Missbrauch statt Glaubenskraft
Gemeinsam haben all diese Filme, dass sie den Glauben durchweg positiv darstellen. Das tut gut, nachdem in den Jahren vor 2017 kaum ein Film über die Kirche ohne Missbrauchsgeschichten auskam. Zu den Gewinnerfilmen der Berlinale gehörte 2015 etwa „El Club“, der von katholischen Geistlichen erzählt, die wegen ihrer Verbrechen keinen beruflichen Platz mehr in der Kirche haben und gemeinsam in einer WG leben. „Kreuzweg“ thematisierte ein Jahr zuvor den Zwang in frommen Milieus. Die Protagonistin kostet er am Ende das Leben.

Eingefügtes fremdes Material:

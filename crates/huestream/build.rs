use std::fs;
use std::path::Path;

use clap::CommandFactory;
use clap_complete::Shell;

// cli.rs only depends on clap and humantime (both build-dependencies), so it
// can be compiled here on its own.
#[path = "src/cli.rs"]
mod cli;

fn main() {
    println!("cargo::rerun-if-changed=src/cli.rs");

    let out_dir = std::env::var_os("OUT_DIR").expect("OUT_DIR not set by Cargo");
    let out_dir = Path::new(&out_dir);

    let man_dir = out_dir.join("man");
    fs::create_dir_all(&man_dir).expect("failed to create man output directory");
    let cmd = cli::Cli::command();
    write_manpages(&cmd, &man_dir);

    let completions_dir = out_dir.join("completions");
    fs::create_dir_all(&completions_dir).expect("failed to create completions directory");
    for shell in [Shell::Bash, Shell::Zsh, Shell::Fish] {
        let mut cmd = cli::Cli::command();
        clap_complete::generate_to(shell, &mut cmd, "huestream", &completions_dir)
            .unwrap_or_else(|e| panic!("failed to write {shell} completions: {e}"));
    }
}

/// One page per visible (sub)command: `huestream.1`, `huestream-stream.1`, ...
fn write_manpages(cmd: &clap::Command, dir: &Path) {
    let name = cmd.get_name().to_owned();

    let mut page = Vec::new();
    clap_mangen::Man::new(cmd.clone())
        .render(&mut page)
        .unwrap_or_else(|e| panic!("failed to render man page for `{name}`: {e}"));
    let path = dir.join(format!("{name}.1"));
    fs::write(&path, page).unwrap_or_else(|e| panic!("failed to write {}: {e}", path.display()));

    for sub in cmd.get_subcommands().filter(|s| !s.is_hide_set()) {
        let sub = sub.clone().name(format!("{name}-{}", sub.get_name()));
        write_manpages(&sub, dir);
    }
}
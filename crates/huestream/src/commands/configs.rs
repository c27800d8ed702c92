//! Entertainment configuration handlers.

use tabled::Tabled;

use huestream_api::clip::{Channel, EntertainmentConfigurationResponse};

use crate::cli::{ConfigsArgs, ConfigsCommand, GlobalOpts};
use crate::config::ResolvedProfile;
use crate::error::CliError;
use crate::output;

// ── Table rows ──────────────────────────────────────────────────────

#[derive(Tabled)]
struct ConfigRow {
    #[tabled(rename = "ID")]
    id: String,
    #[tabled(rename = "Name")]
    name: String,
    #[tabled(rename = "Type")]
    kind: String,
    #[tabled(rename = "Status")]
    status: String,
    #[tabled(rename = "Channels")]
    channels: usize,
}

impl From<&EntertainmentConfigurationResponse> for ConfigRow {
    fn from(c: &EntertainmentConfigurationResponse) -> Self {
        Self {
            id: c.id.clone(),
            name: c.display_name().to_owned(),
            kind: c.configuration_type.clone().unwrap_or_default(),
            status: c.status.clone().unwrap_or_default(),
            channels: c.channels.len(),
        }
    }
}

#[derive(Tabled)]
struct ChannelRow {
    #[tabled(rename = "Channel")]
    id: u16,
    #[tabled(rename = "Position (x, y, z)")]
    position: String,
    #[tabled(rename = "Members")]
    members: usize,
}

impl From<&Channel> for ChannelRow {
    fn from(c: &Channel) -> Self {
        Self {
            id: c.channel_id,
            position: c
                .position
                .map(|p| format!("{:.2}, {:.2}, {:.2}", p.x, p.y, p.z))
                .unwrap_or_default(),
            members: c.members.len(),
        }
    }
}

fn detail(c: &EntertainmentConfigurationResponse) -> String {
    let rows: Vec<ChannelRow> = c.channels.iter().map(ChannelRow::from).collect();
    let mut lines = vec![
        format!("ID:       {}", c.id),
        format!("Name:     {}", c.display_name()),
        format!("Type:     {}", c.configuration_type.as_deref().unwrap_or("-")),
        format!("Status:   {}", c.status.as_deref().unwrap_or("-")),
    ];
    if let Some(ref streamer) = c.active_streamer {
        lines.push(format!("Streamer: {}", streamer.rid));
    }
    lines.push(String::new());
    lines.push(
        tabled::Table::new(rows)
            .with(tabled::settings::Style::rounded())
            .to_string(),
    );
    lines.join("\n")
}

// ── Handler ─────────────────────────────────────────────────────────

pub async fn handle(args: ConfigsArgs, global: &GlobalOpts) -> Result<(), CliError> {
    let resolved = ResolvedProfile::load(global)?;
    let client = resolved.clip_client(global)?;

    match args.command {
        ConfigsCommand::List => {
            let configs = client.list_entertainment_configurations().await?;
            let out = output::render_list(global.output, &configs, |c| ConfigRow::from(c), |c| {
                c.id.clone()
            });
            output::print_output(&out, global.quiet);
            Ok(())
        }

        ConfigsCommand::Get { id } => {
            let config = client
                .get_entertainment_configuration(&id)
                .await
                .map_err(|e| not_found_as_config(e, &id))?;
            let out = output::render_single(global.output, &config, detail, |c| c.id.clone());
            output::print_output(&out, global.quiet);
            Ok(())
        }
    }
}

/// A 404 on a configuration lookup names the configuration, not a generic resource.
pub(crate) fn not_found_as_config(err: huestream_api::Error, id: &str) -> CliError {
    match CliError::from(err) {
        CliError::NotFound { .. } => CliError::NotFound {
            resource_type: "entertainment configuration".into(),
            identifier: id.to_owned(),
            list_command: "configs list".into(),
        },
        other => other,
    }
}
//! Secure datagram transport boundary.
//!
//! The streaming engine never touches sockets or ciphers directly. It asks a
//! [`SecureTransport`] to establish a session with the bridge using the
//! pre-shared identity and key, then pushes whole frames through the
//! returned [`SecureSession`]. Bridges only accept DTLS-PSK on UDP port
//! 2100, see [`crate::dtls::DtlsTransport`]; [`UdpTransport`] is an
//! unencrypted implementation for bridge emulators and packet captures.

use std::net::{Ipv4Addr, Ipv6Addr, SocketAddr};

use async_trait::async_trait;
use secrecy::SecretSlice;
use tokio::net::UdpSocket;
use tracing::{debug, trace};

use crate::error::Error;

/// Default entertainment streaming port on the bridge.
pub const STREAMING_PORT: u16 = 2100;

/// Establishes secure datagram sessions with a bridge.
#[async_trait]
pub trait SecureTransport: Send + Sync {
    /// Perform the handshake and return an open session.
    ///
    /// `identity` is the PSK identity (the application id), `key` the raw
    /// pre-shared secret.
    async fn establish(
        &self,
        identity: &str,
        key: &SecretSlice<u8>,
        address: SocketAddr,
    ) -> Result<Box<dyn SecureSession>, Error>;
}

/// An established session. Each `send` transmits exactly one datagram.
#[async_trait]
pub trait SecureSession: Send {
    /// Transmit one complete datagram.
    async fn send(&mut self, datagram: &[u8]) -> Result<(), Error>;

    /// Tear the session down. Further sends fail with [`Error::SessionClosed`].
    async fn close(&mut self);
}

// ── UdpTransport ─────────────────────────────────────────────────────

/// Plain UDP transport. Performs no encryption; the PSK is ignored.
#[derive(Debug, Clone, Default)]
pub struct UdpTransport {
    /// Local address to bind. `None` picks an ephemeral port on the
    /// wildcard address matching the bridge's address family.
    pub bind: Option<SocketAddr>,
}

impl UdpTransport {
    pub fn new() -> Self {
        Self::default()
    }

    pub fn with_bind(bind: SocketAddr) -> Self {
        Self { bind: Some(bind) }
    }
}

#[async_trait]
impl SecureTransport for UdpTransport {
    async fn establish(
        &self,
        identity: &str,
        _key: &SecretSlice<u8>,
        address: SocketAddr,
    ) -> Result<Box<dyn SecureSession>, Error> {
        let bind = self.bind.unwrap_or_else(|| match address {
            SocketAddr::V4(_) => SocketAddr::from((Ipv4Addr::UNSPECIFIED, 0)),
            SocketAddr::V6(_) => SocketAddr::from((Ipv6Addr::UNSPECIFIED, 0)),
        });

        let socket = UdpSocket::bind(bind).await?;
        socket
            .connect(address)
            .await
            .map_err(|e| Error::HandshakeFailed(format!("connect to {address} failed: {e}")))?;

        debug!(%address, identity, local = ?socket.local_addr().ok(), "udp session opened");
        Ok(Box::new(UdpSession {
            socket: Some(socket),
            peer: address,
        }))
    }
}

struct UdpSession {
    socket: Option<UdpSocket>,
    peer: SocketAddr,
}

#[async_trait]
impl SecureSession for UdpSession {
    async fn send(&mut self, datagram: &[u8]) -> Result<(), Error> {
        let socket = self.socket.as_ref().ok_or(Error::SessionClosed)?;
        let written = socket.send(datagram).await?;
        if written != datagram.len() {
            return Err(Error::Io(std::io::Error::new(
                std::io::ErrorKind::WriteZero,
                format!("short datagram write: {written} of {} bytes", datagram.len()),
            )));
        }
        trace!(peer = %self.peer, len = written, "datagram sent");
        Ok(())
    }

    async fn close(&mut self) {
        if self.socket.take().is_some() {
            debug!(peer = %self.peer, "udp session closed");
        }
    }
}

Tabus und Misstände gehören in den Film und natürlich gibt es diese auch in der Kirche zur Genüge. Doch darüber sollten Regisseure, Produzenten und Festivalbetreiber die erbauende Kraft des Glaubens nicht unter den Tisch fallen lassen. Nicht zuletzt die Flüchtlingskrise, das andere große Thema dieses Berlinale-Jahres, hat schließlich gezeigt, welch gesellschaftliche Kraft von den Kirchen ausgeht, wieviel Hilfe sie organisieren und wie sie auch die politische Debatte positiv beeinflussen kann.